- Problem details: Which lines make up the answer? Those from the line with "pub fn from_names<I, S>(names: I) -> Self" through the end of the data; reproduce them exactly.

Stored data entries
[Start of section]

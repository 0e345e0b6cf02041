use crate::{
    parsing::{
        DocRequest, FormatError,
        reader::LineReader,
        signature::extract_signature,
        xref::{resolve_name, split_names},
    },
    registry::NameResolver,
    render::{DocContext, ModuleInfo, Renderer},
};

use super::{
    list_stack::ListStack,
    types::{CODE_INDENT, Line, LineKind},
};

/// Groups logical lines into chunks and replays them as renderer calls.
///
/// Each handler consumes the lines of its chunk and returns the first line
/// that did not belong to it, already read; the driving loop dispatches that
/// line next. No line is read twice.
pub struct ChunkAggregator<'a, N: ?Sized, R: ?Sized> {
    reader: LineReader<'a>,
    request: &'a DocRequest,
    resolver: &'a N,
    renderer: &'a mut R,
    ctx: DocContext,
    module_open: bool,
}

impl<'a, N, R> ChunkAggregator<'a, N, R>
where
    N: NameResolver + ?Sized,
    R: Renderer + ?Sized,
{
    pub fn new(
        doc: &'a str,
        request: &'a DocRequest,
        resolver: &'a N,
        renderer: &'a mut R,
    ) -> Self {
        Self {
            reader: LineReader::new(doc, request.mode),
            request,
            resolver,
            renderer,
            ctx: DocContext::new(request.function_name.as_str(), request.class_name.as_deref()),
            module_open: false,
        }
    }

    /// Runs the document to END.
    ///
    /// On a nesting error every open block and the module are closed before
    /// the error is returned, so the renderer always sees a balanced stream.
    pub fn run(mut self) -> Result<DocContext, FormatError> {
        let mut line = self.reader.next_line();
        loop {
            log::debug!("chunk at line {}: {:?}", line.number, line.kind());
            line = match line.kind() {
                LineKind::Text if line.column() < CODE_INDENT => self.paragraph(line),
                LineKind::Text => self.code(line),
                LineKind::Table => self.table(line),
                LineKind::List => self.list(line)?,
                LineKind::SeeAlso => {
                    self.see_also(&line);
                    self.reader.next_line()
                }
                LineKind::Header => {
                    self.renderer.heading(&self.ctx, line.text());
                    self.reader.next_line()
                }
                LineKind::Summary => {
                    self.module_start(&line);
                    self.reader.next_line()
                }
                LineKind::BlankLine | LineKind::TableSep => self.reader.next_line(),
                LineKind::End => {
                    self.module_end();
                    return Ok(self.ctx);
                }
            };
        }
    }

    fn module_start(&mut self, line: &Line) {
        let info = ModuleInfo {
            name: &self.request.function_name,
            summary: line.text(),
            tag: self.request.tag.as_deref(),
            titlebar: self.request.titlebar,
            is_member: self.request.is_member(),
        };
        self.renderer.module_start(&self.ctx, &info);
        self.module_open = true;
    }

    fn module_end(&mut self) {
        if self.module_open {
            self.renderer.module_end();
            self.module_open = false;
        }
    }

    fn paragraph(&mut self, first: Line) -> Line {
        self.renderer.paragraph_start();

        let signature = extract_signature(first.text());
        self.ctx.add_variables(signature.variables);
        self.renderer
            .paragraph_line(&self.ctx, signature.remainder, signature.text);

        let next = loop {
            let next = self.reader.next_line();
            if !first.same_chunk(&next) {
                break next;
            }
            self.renderer.paragraph_line(&self.ctx, next.text(), "");
        };

        self.renderer.paragraph_end();
        next
    }

    fn code(&mut self, first: Line) -> Line {
        self.renderer.code_start();
        self.renderer.code_line(&code_text(&first));

        let next = loop {
            let mut next = self.reader.next_line();
            if first.same_chunk(&next) {
                self.renderer.code_line(&code_text(&next));
                continue;
            }
            match next.kind() {
                LineKind::BlankLine => {
                    // a single blank only survives if the block resumes after it
                    next = self.reader.next_line();
                    if first.same_chunk(&next) {
                        self.renderer.code_line("");
                        self.renderer.code_line(&code_text(&next));
                        continue;
                    }
                }
                // table rows start before CODE_INDENT, so this only fires if
                // that limit on the first cell is ever lifted
                LineKind::Table if next.column() == first.column() => {
                    self.renderer.code_line(&next.table_text());
                    continue;
                }
                _ => {}
            }
            break next;
        };

        self.renderer.code_end();
        next
    }

    fn table(&mut self, first: Line) -> Line {
        self.renderer.table_start();
        self.renderer.table_row(&self.ctx, first.col1(), first.col2());
        let second_column = first.indent().second_column();

        let next = loop {
            let mut next = self.reader.next_line();
            if first.same_chunk(&next) {
                self.renderer.table_row(&self.ctx, next.col1(), next.col2());
                continue;
            }
            match next.kind() {
                LineKind::TableSep | LineKind::BlankLine => {
                    let separator = next.kind() == LineKind::TableSep;
                    next = self.reader.next_line();
                    if first.same_chunk(&next) {
                        if separator {
                            self.renderer.table_separator();
                        }
                        self.renderer.table_row(&self.ctx, "", "");
                        self.renderer.table_row(&self.ctx, next.col1(), next.col2());
                        continue;
                    }
                }
                LineKind::Text if Some(next.column()) == second_column => {
                    self.renderer.table_row(&self.ctx, "", next.text());
                    continue;
                }
                _ => {}
            }
            break next;
        };

        self.renderer.table_end();
        next
    }

    fn list(&mut self, first: Line) -> Result<Line, FormatError> {
        let mut stack = ListStack::default();
        let mut current = first;

        self.renderer.list_start();
        self.renderer.list_item(&self.ctx, current.text());

        let next = loop {
            let next = self.reader.next_line();
            if current.same_chunk(&next) {
                self.renderer.list_item(&self.ctx, next.text());
                continue;
            }
            match next.kind() {
                LineKind::List if next.column() > current.column() => {
                    self.renderer.list_start();
                    self.renderer.list_item(&self.ctx, next.text());
                    stack.push(std::mem::replace(&mut current, next));
                }
                LineKind::List => {
                    let Some(level) = stack.columns().iter().rposition(|&c| c == next.column())
                    else {
                        return Err(self.abort_list(&stack, &current, &next));
                    };
                    while stack.depth() > level {
                        self.renderer.list_end();
                        if let Some(parent) = stack.pop() {
                            current = parent;
                        }
                    }
                    // the parent's list is still open, no new list_start
                    self.renderer.list_item(&self.ctx, next.text());
                }
                LineKind::Text if next.column() == current.column() => {
                    self.renderer.list_item(&self.ctx, next.text());
                }
                _ => break next,
            }
        };

        for _ in 0..=stack.depth() {
            self.renderer.list_end();
        }
        Ok(next)
    }

    fn abort_list(&mut self, stack: &ListStack, current: &Line, offending: &Line) -> FormatError {
        let mut open = stack.columns();
        open.push(current.column());
        let err = FormatError::InconsistentListNesting {
            line: offending.number,
            indent: offending.column(),
            open,
        };
        log::warn!("{}: {err}", self.request.function_name);

        for _ in 0..=stack.depth() {
            self.renderer.list_end();
        }
        self.module_end();
        err
    }

    fn see_also(&mut self, line: &Line) {
        self.renderer.heading(&self.ctx, "See also");
        self.renderer.see_also_start();
        for name in split_names(line.text()) {
            self.renderer
                .see_also_entry(&resolve_name(self.resolver, name));
        }
        self.renderer.see_also_end();
    }
}

/// Code row text: the line keeps whatever indentation it has beyond the code threshold.
fn code_text(line: &Line) -> String {
    let pad = line.column().saturating_sub(CODE_INDENT);
    format!("{}{}", " ".repeat(pad), line.text())
}
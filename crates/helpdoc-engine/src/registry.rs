use std::collections::BTreeSet;
use std::path::Path;

use crate::io::{self, IoError};

/// Looks up the canonical spelling of a documented name.
pub trait NameResolver {
    fn resolve(&self, name: &str) -> Option<String>;
}

impl<F> NameResolver for F
where
    F: Fn(&str) -> Option<String>,
{
    fn resolve(&self, name: &str) -> Option<String> {
        self(name)
    }
}

/// The set of names that can be cross-referenced, usually the stems of the
/// source files in a toolbox.
#[derive(Debug, Default, Clone, PartialEq, Eq)]
pub struct NameRegistry {
    names: BTreeSet<String>,
}

impl NameRegistry {
    pub fn from_names<I, S>(names: I) -> Self
    where
        I: IntoIterator<Item = S>,
        S: Into<String>,
    {
        Self {
            names: names.into_iter().map(Into::into).collect(),
        }
    }

    /// Collects the file stems of every source file below `root`.
    pub fn scan(root: &Path) -> Result<Self, IoError> {
        let files = io::scan_source_files(root)?;
        let registry = Self::from_names(
            files
                .iter()
                .filter_map(|f| f.file_stem())
                .map(|s| s.to_string_lossy().into_owned()),
        );
        log::debug!("registry: {} names under {}", registry.len(), root.display());
        Ok(registry)
    }

    pub fn extend(&mut self, other: NameRegistry) {
        self.names.extend(other.names);
    }

    pub fn contains(&self, name: &str) -> bool {
        self.names.contains(name)
    }

    pub fn len(&self) -> usize {
        self.names.len()
    }

    pub fn is_empty(&self) -> bool {
        self.names.is_empty()
    }
}

impl NameResolver for NameRegistry {
    /// Exact match first, then the lowercase spelling, then any spelling that
    /// differs only in case.
    fn resolve(&self, name: &str) -> Option<String> {
        if self.names.contains(name) {
            return Some(name.to_string());
        }
        let lower = name.to_lowercase();
        if self.names.contains(&lower) {
            return Some(lower);
        }
        self.names
            .iter()
            .find(|n| n.to_lowercase() == lower)
            .cloned()
    }
}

[End of section]

- The answer:
    pub fn from_names<I, S>(names: I) -> Self
    where
        I: IntoIterator<Item = S>,
        S: Into<String>,
    {
        Self {
            names: names.into_iter().map(Into::into).collect(),
        }
    }

    /// Collects the file stems of every source file below `root`.
    pub fn scan(root: &Path) -> Result<Self, IoError> {
        let files = io::scan_source_files(root)?;
        let registry = Self::from_names(
            files
                .iter()
                .filter_map(|f| f.file_stem())
                .map(|s| s.to_string_lossy().into_owned()),
        );
        log::debug!("registry: {} names under {}", registry.len(), root.display());
        Ok(registry)
    }

    pub fn extend(&mut self, other: NameRegistry) {
        self.names.extend(other.names);
    }

    pub fn contains(&self, name: &str) -> bool {
        self.names.contains(name)
    }

    pub fn len(&self) -> usize {
        self.names.len()
    }

    pub fn is_empty(&self) -> bool {
        self.names.is_empty()
    }
}

impl NameResolver for NameRegistry {
    /// Exact match first, then the lowercase spelling, then any spelling that
    /// differs only in case.
    fn resolve(&self, name: &str) -> Option<String> {
        if self.names.contains(name) {
            return Some(name.to_string());
        }
        let lower = name.to_lowercase();
        if self.names.contains(&lower) {
            return Some(lower);
        }
        self.names
            .iter()
            .find(|n| n.to_lowercase() == lower)
            .cloned()
    }
}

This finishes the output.